Example: Buying the Australia 200 Cash
All our stock index contracts are commission-free: the only charge is our highly competitive dealing spread.
Our range of stock index contracts are listed in the Contract Details. You can trade in full or mini contract sizes, and even in fractions of a contract. You can also trade the Australia 200 either as a cash contract (with a 1-point spread) or a futures contract (with a 3-point spread).
Opening the CFD position
It is November 2011 and our quote for the Australia 200 Cash is 4142/4143. You think the blue-chips are going to start their recovery and decide to buy two contracts at 4143. (One standard contract is the equivalent of $25 per index point.) There is no commission to pay.
To open your position you supply a deposit of $500* per contract = $1,000. You will then make or lose $50 for every point the sell price rises above or falls below 4143.
Closing the CFD position
Six days later, the Australia 200 Cash has climbed to 4265/4266and you decide to take your profit. You close your position by selling two contracts at 4265.
Your gross profit on the trade is calculated as follows:
Profit on trade
| Opening level | 4143 |
| Closing level | 4265 |
| Difference | 122 |
Gross profit: 122 points x 2 contracts x $25 per point = $6,100
To calculate the net result you also have to include interest and dividend adjustments. Interest adjustments are applied daily to stock index trades in exactly the same way as to Share CFDs.

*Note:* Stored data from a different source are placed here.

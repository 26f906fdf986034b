use thiserror::Error;

use crate::hash::Hash256;

/// A candidate block fails one of the consensus rules checked during
/// pre-validation or body validation.
#[derive(Error, Debug, Clone, PartialEq, Eq)]
pub enum ConsensusError {
    #[error("block hash does not match its header")]
    InvalidBlockHash,

    #[error("proof of space failed verification")]
    InvalidProofOfSpace,

    #[error("aggregate signature failed verification")]
    InvalidSignature,

    #[error("block cost {cost} exceeds the maximum of {max}")]
    CostExceedsMax { cost: u64, max: u64 },

    #[error("coin {0} was already spent on this fork")]
    DoubleSpend(Hash256),

    #[error("coin {0} is not a known unspent coin")]
    UnknownUnspentCoin(Hash256),

    #[error("reward coins do not match the epoch schedule for this height")]
    RewardMismatch,

    #[error("a removal violates a timelock condition")]
    TimelockViolation,

    #[error("expected block at height {expected}, got {actual}")]
    InvalidHeight { expected: u32, actual: u32 },

    #[error("block timestamp is not valid relative to its ancestors")]
    InvalidTimestamp,

    #[error("generator reference at height {height} does not point at a transaction block")]
    GeneratorRefHasNoGenerator { height: u32 },

    #[error("block's previous hash is not the genesis challenge")]
    InvalidGenesisPrevHash,

    #[error("storage failure: {0}")]
    Storage(String),
}

/// A failure in the storage layer (the coin store, block store, or height
/// map), or a violated invariant that a debug build would otherwise assert
/// on. These propagate through `Result::Err` rather than being recovered
/// locally by the engine.
#[derive(Error, Debug)]
pub enum StorageError {
    #[error("storage backend error: {0}")]
    Backend(String),

    #[error("spend updated {actual} rows, expected {expected}")]
    RowCountMismatch { expected: usize, actual: usize },

    #[error("consistency violation: {0}")]
    ConsistencyError(String),

    #[error("the pre-validation pool has been shut down")]
    PoolShutDown,
}

#[derive(Error, Debug, Clone, Copy, PartialEq, Eq)]
pub enum ParseHashError {
    #[error("invalid hex string")]
    InvalidHex,

    #[error("decoded bytes were not 32 bytes long")]
    WrongLength,
}
//! Consensus parameters, owned and passed by shared reference at
//! construction time rather than read from globals or loaded from disk.

use serde::{Deserialize, Serialize};

use crate::hash::Hash256;

/// Parameters that govern block validation and difficulty adjustment. An
/// implementer constructs one of these and hands the `Blockchain` engine a
/// shared reference to it; nothing in this crate reads consensus parameters
/// from a global, an environment variable, or a config file.
#[derive(Debug, Clone, PartialEq, Serialize, Deserialize)]
pub struct ConsensusConstants {
    pub slot_blocks_target: u32,
    pub min_blocks_per_challenge_block: u8,
    pub max_sub_slot_blocks: u32,
    pub num_sps_sub_slot: u32,
    pub sub_slot_iters_starting: u64,
    pub difficulty_constant_factor: u128,
    pub difficulty_starting: u64,
    pub difficulty_change_max_factor: u32,
    pub sub_epoch_blocks: u32,
    pub epoch_blocks: u32,
    pub significant_bits: u8,
    pub num_sp_intervals_extra: u32,
    pub max_future_time2: u64,
    pub number_of_timestamps: usize,

    /// The previous-hash every genesis block must reference.
    pub genesis_challenge: Hash256,
    /// Replay-protection data folded into `AGG_SIG_ME` signature digests.
    pub agg_sig_me_additional_data: Hash256,

    pub max_coin_amount: u64,
    pub max_block_cost_clvm: u64,
    pub cost_per_byte: u64,

    pub weight_proof_threshold: u8,
    pub blocks_cache_size: u32,
    pub weight_proof_recent_blocks: u32,
    pub max_block_count_per_requests: u32,
    pub max_generator_size: u32,
    pub max_generator_ref_list_size: u32,

    pub soft_fork2_height: u32,
    pub soft_fork3_height: u32,
    pub hard_fork_height: u32,
    pub plot_filter_128_height: u32,
    pub plot_filter_64_height: u32,
    pub plot_filter_32_height: u32,
}

impl ConsensusConstants {
    /// The production parameter set, grounded in the network's published
    /// default constants.
    #[must_use]
    pub fn mainnet() -> Self {
        Self {
            slot_blocks_target: 32,
            min_blocks_per_challenge_block: 16,
            max_sub_slot_blocks: 128,
            num_sps_sub_slot: 64,
            sub_slot_iters_starting: 1 << 27,
            difficulty_constant_factor: 1u128 << 67,
            difficulty_starting: 7,
            difficulty_change_max_factor: 3,
            sub_epoch_blocks: 384,
            epoch_blocks: 4608,
            significant_bits: 8,
            num_sp_intervals_extra: 3,
            max_future_time2: 2 * 60,
            number_of_timestamps: 11,
            genesis_challenge: Hash256::hash(b"mainnet-genesis-challenge"),
            agg_sig_me_additional_data: Hash256::hash(b"mainnet-agg-sig-me"),
            max_coin_amount: u64::MAX,
            max_block_cost_clvm: 11_000_000_000,
            cost_per_byte: 12_000,
            weight_proof_threshold: 2,
            blocks_cache_size: 4608 + (128 * 4),
            weight_proof_recent_blocks: 1000,
            max_block_count_per_requests: 32,
            max_generator_size: 1_000_000,
            max_generator_ref_list_size: 512,
            soft_fork2_height: 3_700_000,
            soft_fork3_height: 3_750_000,
            hard_fork_height: 4_996_000,
            plot_filter_128_height: 10_542_000,
            plot_filter_64_height: 15_592_000,
            plot_filter_32_height: 20_643_000,
        }
    }

    /// A scaled-down parameter set for tests: small cache sizes and epoch
    /// lengths so scenarios can exercise sub-epoch and cache-eviction
    /// behavior without constructing thousands of blocks.
    #[must_use]
    pub fn testing() -> Self {
        Self {
            slot_blocks_target: 4,
            min_blocks_per_challenge_block: 1,
            max_sub_slot_blocks: 8,
            num_sps_sub_slot: 8,
            sub_slot_iters_starting: 1 << 10,
            difficulty_constant_factor: 1u128 << 20,
            difficulty_starting: 1,
            difficulty_change_max_factor: 3,
            sub_epoch_blocks: 8,
            epoch_blocks: 32,
            significant_bits: 8,
            num_sp_intervals_extra: 3,
            max_future_time2: 2 * 60,
            number_of_timestamps: 11,
            genesis_challenge: Hash256::hash(b"testing-genesis-challenge"),
            agg_sig_me_additional_data: Hash256::hash(b"testing-agg-sig-me"),
            max_coin_amount: u64::MAX,
            max_block_cost_clvm: 11_000_000_000,
            cost_per_byte: 12_000,
            weight_proof_threshold: 2,
            blocks_cache_size: 32,
            weight_proof_recent_blocks: 50,
            max_block_count_per_requests: 32,
            max_generator_size: 1_000_000,
            max_generator_ref_list_size: 512,
            soft_fork2_height: u32::MAX,
            soft_fork3_height: u32::MAX,
            hard_fork_height: u32::MAX,
            plot_filter_128_height: u32::MAX,
            plot_filter_64_height: u32::MAX,
            plot_filter_32_height: u32::MAX,
        }
    }
}
//! The data model shared by every component in this crate: `BlockRecord`,
//! `Coin`, `CoinRecord`, and the tagged outcome of `add_block`.

use serde::{Deserialize, Serialize};

use consensus_types::{Amount, BlockHeight, BlockId, CoinId, ConsensusError, Hint, Timestamp, TotalIters, Weight};

/// An in-memory summary of a validated block: everything the engine needs
/// to order and classify blocks without holding the full block body.
#[derive(Debug, Clone, PartialEq, Serialize, Deserialize)]
pub struct BlockRecord {
    pub header_hash: BlockId,
    pub prev_hash: BlockId,
    pub height: BlockHeight,
    pub weight: Weight,
    pub total_iters: TotalIters,

    pub sub_slot_iters: u64,
    pub required_iters: u64,
    pub deficit: u8,
    pub overflow: bool,
    pub first_in_sub_slot: bool,

    pub sub_epoch_summary_included: bool,

    pub is_transaction_block: bool,
    /// Present iff `is_transaction_block`.
    pub timestamp: Option<Timestamp>,
    /// Header hashes of the reward-claim coins' parent transaction blocks.
    pub reward_claims: Vec<BlockId>,

    pub challenge_chain_hash: BlockId,
    pub signage_point_hash: BlockId,
}

impl BlockRecord {
    /// Whether this record extends `genesis_challenge` directly, i.e. is
    /// itself the genesis block.
    #[must_use]
    pub fn is_genesis(&self) -> bool {
        self.height == 0
    }
}

/// A leaf coin: the spendable value produced by a transaction or a reward.
#[derive(Debug, Clone, Copy, PartialEq, Eq, Serialize, Deserialize)]
pub struct Coin {
    pub parent_coin_info: BlockId,
    pub puzzle_hash: BlockId,
    pub amount: Amount,
}

impl Coin {
    #[must_use]
    pub fn new(parent_coin_info: BlockId, puzzle_hash: BlockId, amount: Amount) -> Self {
        Self {
            parent_coin_info,
            puzzle_hash,
            amount,
        }
    }

    /// `coin_id = H(parent || puzzle_hash || amount_be_minimal)`. The amount
    /// is encoded as its minimal big-endian representation, dropping leading
    /// zero bytes the way CLVM's atom encoding does, so two coins that
    /// differ only in representation width still collide correctly.
    #[must_use]
    pub fn coin_id(&self) -> CoinId {
        let amount_be = self.amount.to_be_bytes();
        let minimal = minimal_be(&amount_be);
        CoinId::hash_parts(&[
            self.parent_coin_info.as_bytes(),
            self.puzzle_hash.as_bytes(),
            minimal,
        ])
    }
}

fn minimal_be(bytes: &[u8; 8]) -> &[u8] {
    let first_nonzero = bytes.iter().position(|&b| b != 0);
    match first_nonzero {
        Some(idx) => &bytes[idx..],
        None => &bytes[7..], // a single zero byte represents amount == 0
    }
}

/// The stored form of a coin: its creation and (if any) spend height.
#[derive(Debug, Clone, Copy, PartialEq, Eq, Serialize, Deserialize)]
pub struct CoinRecord {
    pub coin: Coin,
    pub confirmed_block_index: BlockHeight,
    /// 0 means unspent.
    pub spent_block_index: BlockHeight,
    pub coinbase: bool,
    pub timestamp: Timestamp,
}

impl CoinRecord {
    #[must_use]
    pub fn is_spent(&self) -> bool {
        self.spent_block_index != 0
    }

    #[must_use]
    pub fn coin_id(&self) -> CoinId {
        self.coin.coin_id()
    }
}

/// The outcome of `Blockchain::add_block`, replacing a dynamic
/// `(result, error?, summary?)` tuple with a single tagged sum.
#[derive(Debug, Clone, PartialEq)]
pub enum AddBlockOutcome {
    /// The block extended the heaviest chain and became the new tip.
    NewPeak(StateChangeSummary),
    /// The block was stored but did not become the tip.
    Orphan,
    /// The block was already known.
    AlreadyHave,
    /// The block's previous hash is unknown.
    Disconnected,
    /// The block failed a consensus rule; nothing was persisted.
    Invalid(ConsensusError),
}

/// Returned only when `add_block` produces `AddBlockOutcome::NewPeak`.
#[derive(Debug, Clone, PartialEq)]
pub struct StateChangeSummary {
    pub peak: BlockRecord,
    pub fork_height: i64,
    pub rolled_back_records: Vec<CoinRecord>,
    pub removals: Vec<(CoinId, BlockId)>,
    pub additions: Vec<(Coin, Option<Hint>)>,
    pub new_rewards: Vec<Coin>,
}

/// The consensus-relevant projection of a candidate block handed to
/// `add_block`: everything body validation and `BlockRecord` construction
/// need. The wire format a full node receives blocks in is out of scope;
/// this is the shape the engine itself operates on once a block has been
/// deserialized by a collaborator.
#[derive(Debug, Clone, PartialEq, Serialize, Deserialize)]
pub struct CandidateBlock {
    pub header_hash: BlockId,
    pub prev_hash: BlockId,
    pub height: BlockHeight,
    pub weight: Weight,
    pub total_iters: TotalIters,

    pub sub_slot_iters: u64,
    pub required_iters: u64,
    pub deficit: u8,
    pub overflow: bool,
    pub first_in_sub_slot: bool,

    pub is_transaction_block: bool,
    pub timestamp: Option<Timestamp>,

    pub reward_coins: Vec<Coin>,
    /// Non-reward coins created by this block's transactions, with their
    /// optional hint.
    pub tx_additions: Vec<(Coin, Option<Hint>)>,
    /// Coins spent by this block's transactions.
    pub tx_removals: Vec<CoinId>,
    /// Aggregate CLVM cost of this block's transactions generator, if any.
    pub cost: u64,

    pub challenge_chain_hash: BlockId,
    pub signage_point_hash: BlockId,
}

impl CandidateBlock {
    #[must_use]
    pub fn to_block_record(&self) -> BlockRecord {
        BlockRecord {
            header_hash: self.header_hash,
            prev_hash: self.prev_hash,
            height: self.height,
            weight: self.weight,
            total_iters: self.total_iters,
            sub_slot_iters: self.sub_slot_iters,
            required_iters: self.required_iters,
            deficit: self.deficit,
            overflow: self.overflow,
            first_in_sub_slot: self.first_in_sub_slot,
            sub_epoch_summary_included: false,
            is_transaction_block: self.is_transaction_block,
            timestamp: self.timestamp,
            reward_claims: self.reward_coins.iter().map(Coin::coin_id).collect(),
            challenge_chain_hash: self.challenge_chain_hash,
            signage_point_hash: self.signage_point_hash,
        }
    }
}

#[cfg(test)]
mod tests {
    use super::*;

    fn coin(amount: u64) -> Coin {
        Coin::new(BlockId::hash(b"parent"), BlockId::hash(b"puzzle"), amount)
    }

    #[test]
    fn coin_id_is_deterministic() {
        let a = coin(100);
        let b = coin(100);
        assert_eq!(a.coin_id(), b.coin_id());
    }

    #[test]
    fn coin_id_distinguishes_amount() {
        assert_ne!(coin(100).coin_id(), coin(101).coin_id());
    }

    #[test]
    fn coin_id_ignores_amount_representation_width() {
        // A 0-amount coin's minimal encoding is a single zero byte either way.
        let zero_a = Coin::new(BlockId::zero(), BlockId::zero(), 0);
        let zero_b = Coin::new(BlockId::zero(), BlockId::zero(), 0);
        assert_eq!(zero_a.coin_id(), zero_b.coin_id());
    }

    #[test]
    fn unspent_record_has_zero_spent_index() {
        let record = CoinRecord {
            coin: coin(5),
            confirmed_block_index: 10,
            spent_block_index: 0,
            coinbase: false,
            timestamp: 0,
        };
        assert!(!record.is_spent());
    }
}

Dividend adjustments are applied whenever a stock in the relevant index goes ex-dividend. For more information see Contract Details.
* For Trader Accounts
Limited Risk Trading: Stock Indices
Use Guaranteed Stops to limit your risk on stock index CFD trades. You specify an absolute level at which your position will be closed should the market move against you.
When you use a Guaranteed Stop a premium is added to your opening price as risk protection. The Limited Risk premiums which apply to individual stock indices are listed in the Contract Details.
The margin requirement for a Limited Risk trade is equal to the amount which would be lost if the Stop were triggered.
Example: Shorting Wall Street with Limited Risk
You want to go short but are concerned about the possibility of a short-term rally.
Opening the CFD position
It is 15 July 2011 and our quote for Wall Street is 12444/12446. You decide to sell one contract with Limited Risk protection. (One contract is the equivalent of US$10 per index point.) So your position is opened at 12444 (the bid price) minus 4 (the Limited Risk premium) = 12440.
Placing the Guaranteed Stop
You decide to put your Guaranteed Stop at 12500. So the most you can lose on your position (excluding interest and dividend adjustments) is:
Maximum possible loss
| Stop level | 12500 |
| Opening level | 12440 |
| Difference | 60 |
Maximum possible loss (excluding adjustments): 60 points x 1 contract x US$10 per point = US$600
Triggering the Guaranteed Stop
Steady falls for Wall Street prove your trade correct, but on 22 July the index rallies and our quote rises to 12798/12800. Your position is automatically closed out at 12500. You have lost $600, but the Limited Risk protection has saved you from a bigger loss, potentially $3600.
To calculate the overall result of your transaction, you also have to include interest and dividend adjustments. Interest adjustments are applied daily to stock index trades in exactly the same way as to Share CFDs. Dividend adjustments are applied whenever a stock in the relevant index goes ex-dividend. For more information see Contract Details.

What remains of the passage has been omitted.